§ **Aim of the task**
Please print the entries below exactly, from the line with "pub const KERNEL_SUBSAMPLE: usize = 4;" through the line with "const PHASES: usize = KERNEL_SUBSAMPLE + 1;", including both of those lines and leaving out all others.

Data listing Block Start

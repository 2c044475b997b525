//! Phase-indexed antialias kernels
//!
//! Each kernel is a 3x3 integer matrix summing to exactly [`KERNEL_SUM`]. It
//! is the outer product of two 1D weight triples, each obtained by
//! integrating a unit tent filter centered at the phase's subpixel shift
//! over the three destination cells around it.

use std::sync::OnceLock;

/// Subpixel phases per axis, minus one
pub const KERNEL_SUBSAMPLE: usize = 4;
pub const KERNEL_WIDTH: usize = 3;
pub const KERNEL_HEIGHT: usize = 3;
/// Normalization factor every kernel sums to
pub const KERNEL_SUM: u32 = 256;

pub type Kernel = [[u32; KERNEL_WIDTH]; KERNEL_HEIGHT];

const PHASES: usize = KERNEL_SUBSAMPLE + 1;

static KERNELS: OnceLock<[[Kernel; PHASES]; PHASES]> = OnceLock::new();

/// Kernel for phase pair (`index_y`, `index_x`), both in `0..=KERNEL_SUBSAMPLE`
pub fn kernel(index_y: usize, index_x: usize) -> &'static Kernel {
    let table = KERNELS.get_or_init(build_table);
    &table[index_y.min(KERNEL_SUBSAMPLE)][index_x.min(KERNEL_SUBSAMPLE)]
}

/// Subpixel shift represented by phase `index`, in pixels
pub fn phase_shift(index: usize) -> f64 {
    (index as f64 + 0.5) / PHASES as f64 - 0.5
}

/// Integral of a unit tent from -inf to `u`
fn tent_cdf(u: f64) -> f64 {
    if u <= -1.0 {
        0.0
    } else if u < 0.0 {
        (1.0 + u) * (1.0 + u) / 2.0
    } else if u < 1.0 {
        1.0 - (1.0 - u) * (1.0 - u) / 2.0
    } else {
        1.0
    }
}

fn weights(shift: f64) -> [f64; 3] {
    let mut w = [0.0; 3];
    for (i, slot) in w.iter_mut().enumerate() {
        let cell = i as f64 - 1.0;
        *slot = tent_cdf(cell + 0.5 - shift) - tent_cdf(cell - 0.5 - shift);
    }
    w
}

fn build_kernel(index_y: usize, index_x: usize) -> Kernel {
    let wy = weights(phase_shift(index_y));
    let wx = weights(phase_shift(index_x));

    let mut k = [[0u32; KERNEL_WIDTH]; KERNEL_HEIGHT];
    let mut total = 0i64;
    let mut largest = (1, 1);
    for r in 0..KERNEL_HEIGHT {
        for s in 0..KERNEL_WIDTH {
            k[r][s] = (wy[r] * wx[s] * KERNEL_SUM as f64).round() as u32;
            total += k[r][s] as i64;
            if k[r][s] > k[largest.0][largest.1] {
                largest = (r, s);
            }
        }
    }

    // rounding residue goes to the heaviest tap
    let fixed = k[largest.0][largest.1] as i64 + KERNEL_SUM as i64 - total;
    k[largest.0][largest.1] = fixed.max(0) as u32;
    k
}

fn build_table() -> [[Kernel; PHASES]; PHASES] {
    let mut table = [[[[0; KERNEL_WIDTH]; KERNEL_HEIGHT]; PHASES]; PHASES];
    for (iy, row) in table.iter_mut().enumerate() {
        for (ix, slot) in row.iter_mut().enumerate() {
            *slot = build_kernel(iy, ix);
        }
    }
    table
}

#[cfg(test)]
mod tests {
    use super::*;

    #[test]
    fn test_every_kernel_sums_to_normalization() {
        for iy in 0..=KERNEL_SUBSAMPLE {
            for ix in 0..=KERNEL_SUBSAMPLE {
                let sum: u32 = kernel(iy, ix).iter().flatten().sum();
                assert_eq!(sum, KERNEL_SUM, "phase ({}, {})", iy, ix);
            }
        }
    }

    #[test]
    fn test_center_phase_is_symmetric() {
        let mid = KERNEL_SUBSAMPLE / 2;
        let k = kernel(mid, mid);
        assert_eq!(k[0][0], k[2][2]);
        assert_eq!(k[0][1], k[2][1]);
        assert_eq!(k[1][0], k[1][2]);
        assert!(k[1][1] > k[0][1]);
    }

    #[test]
    fn test_phase_shifts_move_weight() {
        let first = kernel(KERNEL_SUBSAMPLE / 2, 0);
        let last = kernel(KERNEL_SUBSAMPLE / 2, KERNEL_SUBSAMPLE);
        assert!(first[1][0] > first[1][2]);
        assert!(last[1][2] > last[1][0]);
    }
}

Data listing Block End

§ **Solved problem**
pub const KERNEL_SUBSAMPLE: usize = 4;
pub const KERNEL_WIDTH: usize = 3;
pub const KERNEL_HEIGHT: usize = 3;
/// Normalization factor every kernel sums to
pub const KERNEL_SUM: u32 = 256;

pub type Kernel = [[u32; KERNEL_WIDTH]; KERNEL_HEIGHT];

const PHASES: usize = KERNEL_SUBSAMPLE + 1;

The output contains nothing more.